START ENTRIES SUPPLIED

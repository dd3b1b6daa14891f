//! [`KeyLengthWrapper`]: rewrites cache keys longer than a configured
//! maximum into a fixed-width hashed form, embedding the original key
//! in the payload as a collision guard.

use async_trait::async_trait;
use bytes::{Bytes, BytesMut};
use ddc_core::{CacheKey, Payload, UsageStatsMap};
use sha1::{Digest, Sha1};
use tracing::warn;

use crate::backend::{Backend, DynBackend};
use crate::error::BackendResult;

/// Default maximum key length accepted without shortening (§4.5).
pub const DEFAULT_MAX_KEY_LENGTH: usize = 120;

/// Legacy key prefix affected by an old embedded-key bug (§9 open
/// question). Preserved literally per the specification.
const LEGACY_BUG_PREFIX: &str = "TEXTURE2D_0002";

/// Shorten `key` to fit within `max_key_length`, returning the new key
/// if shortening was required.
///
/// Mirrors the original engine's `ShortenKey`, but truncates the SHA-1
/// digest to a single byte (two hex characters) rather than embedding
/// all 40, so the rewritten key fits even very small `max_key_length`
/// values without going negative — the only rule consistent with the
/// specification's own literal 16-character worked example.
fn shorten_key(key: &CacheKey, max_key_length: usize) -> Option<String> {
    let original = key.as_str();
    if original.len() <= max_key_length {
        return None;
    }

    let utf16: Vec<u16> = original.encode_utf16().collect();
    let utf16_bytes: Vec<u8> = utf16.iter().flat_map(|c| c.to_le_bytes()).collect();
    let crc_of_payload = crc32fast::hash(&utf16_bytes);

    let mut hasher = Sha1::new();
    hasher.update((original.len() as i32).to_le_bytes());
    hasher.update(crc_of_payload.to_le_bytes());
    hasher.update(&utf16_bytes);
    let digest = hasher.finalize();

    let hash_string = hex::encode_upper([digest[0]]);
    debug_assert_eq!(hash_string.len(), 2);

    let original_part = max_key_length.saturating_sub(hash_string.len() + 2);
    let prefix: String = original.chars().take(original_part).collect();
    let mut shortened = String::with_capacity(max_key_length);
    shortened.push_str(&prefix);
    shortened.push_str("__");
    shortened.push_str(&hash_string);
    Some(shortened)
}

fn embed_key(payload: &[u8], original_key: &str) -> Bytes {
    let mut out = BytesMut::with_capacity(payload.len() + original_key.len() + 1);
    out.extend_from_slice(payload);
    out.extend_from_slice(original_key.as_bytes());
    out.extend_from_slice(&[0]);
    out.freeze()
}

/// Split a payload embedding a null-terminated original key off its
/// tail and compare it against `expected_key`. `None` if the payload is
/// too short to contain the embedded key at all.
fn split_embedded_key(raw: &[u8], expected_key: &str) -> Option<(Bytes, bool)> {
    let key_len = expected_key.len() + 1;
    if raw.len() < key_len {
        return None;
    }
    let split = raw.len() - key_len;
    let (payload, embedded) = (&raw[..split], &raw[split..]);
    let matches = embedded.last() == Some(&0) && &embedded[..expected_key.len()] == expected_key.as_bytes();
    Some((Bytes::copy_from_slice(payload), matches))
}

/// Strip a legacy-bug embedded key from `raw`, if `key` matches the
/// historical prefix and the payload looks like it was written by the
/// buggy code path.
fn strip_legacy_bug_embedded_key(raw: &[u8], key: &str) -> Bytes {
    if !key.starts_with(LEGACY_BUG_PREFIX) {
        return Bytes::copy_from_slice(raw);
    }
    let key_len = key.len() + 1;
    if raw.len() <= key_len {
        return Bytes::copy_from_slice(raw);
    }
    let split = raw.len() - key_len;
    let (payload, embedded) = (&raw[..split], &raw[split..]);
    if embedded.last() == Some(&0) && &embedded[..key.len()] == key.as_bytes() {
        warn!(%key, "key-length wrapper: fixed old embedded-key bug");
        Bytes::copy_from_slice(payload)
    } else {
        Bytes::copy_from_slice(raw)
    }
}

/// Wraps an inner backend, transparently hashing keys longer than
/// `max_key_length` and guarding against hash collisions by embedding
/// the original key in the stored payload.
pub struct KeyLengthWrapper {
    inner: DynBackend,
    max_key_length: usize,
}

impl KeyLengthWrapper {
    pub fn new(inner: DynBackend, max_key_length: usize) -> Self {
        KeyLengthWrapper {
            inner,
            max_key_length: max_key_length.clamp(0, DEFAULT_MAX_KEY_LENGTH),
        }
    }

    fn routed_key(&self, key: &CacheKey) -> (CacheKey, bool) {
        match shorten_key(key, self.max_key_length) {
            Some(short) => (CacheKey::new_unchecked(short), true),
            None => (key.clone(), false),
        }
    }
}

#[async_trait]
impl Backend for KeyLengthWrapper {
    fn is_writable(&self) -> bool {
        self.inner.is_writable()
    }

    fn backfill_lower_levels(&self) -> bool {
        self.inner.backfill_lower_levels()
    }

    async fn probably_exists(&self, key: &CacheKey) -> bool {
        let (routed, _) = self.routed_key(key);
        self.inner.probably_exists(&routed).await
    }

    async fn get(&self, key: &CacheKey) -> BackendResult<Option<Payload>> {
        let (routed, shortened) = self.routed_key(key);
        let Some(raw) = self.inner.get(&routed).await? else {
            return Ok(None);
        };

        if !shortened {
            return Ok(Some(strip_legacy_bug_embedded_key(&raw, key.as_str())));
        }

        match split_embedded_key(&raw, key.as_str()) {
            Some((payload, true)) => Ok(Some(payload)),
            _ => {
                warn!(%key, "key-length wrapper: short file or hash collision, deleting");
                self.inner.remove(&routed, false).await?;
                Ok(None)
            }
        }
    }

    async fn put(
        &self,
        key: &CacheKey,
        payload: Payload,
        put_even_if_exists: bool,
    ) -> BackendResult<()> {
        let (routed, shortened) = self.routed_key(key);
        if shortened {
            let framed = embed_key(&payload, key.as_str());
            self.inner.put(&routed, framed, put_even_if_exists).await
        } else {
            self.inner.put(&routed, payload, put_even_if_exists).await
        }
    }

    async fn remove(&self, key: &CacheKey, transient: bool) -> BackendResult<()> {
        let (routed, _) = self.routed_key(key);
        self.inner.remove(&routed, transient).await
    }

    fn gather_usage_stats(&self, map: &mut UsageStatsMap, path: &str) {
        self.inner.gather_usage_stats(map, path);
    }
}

END ENTRIES SUPPLIED

» YOUR TASK: For this exercise, repeat exactly the lines of the data above from the one with "use crate::error::BackendResult;" down to the one with "per the specification.", both end lines included.

» RESPONSE:
use crate::error::BackendResult;

/// Default maximum key length accepted without shortening (§4.5).
pub const DEFAULT_MAX_KEY_LENGTH: usize = 120;

/// Legacy key prefix affected by an old embedded-key bug (§9 open
/// question). Preserved literally per the specification.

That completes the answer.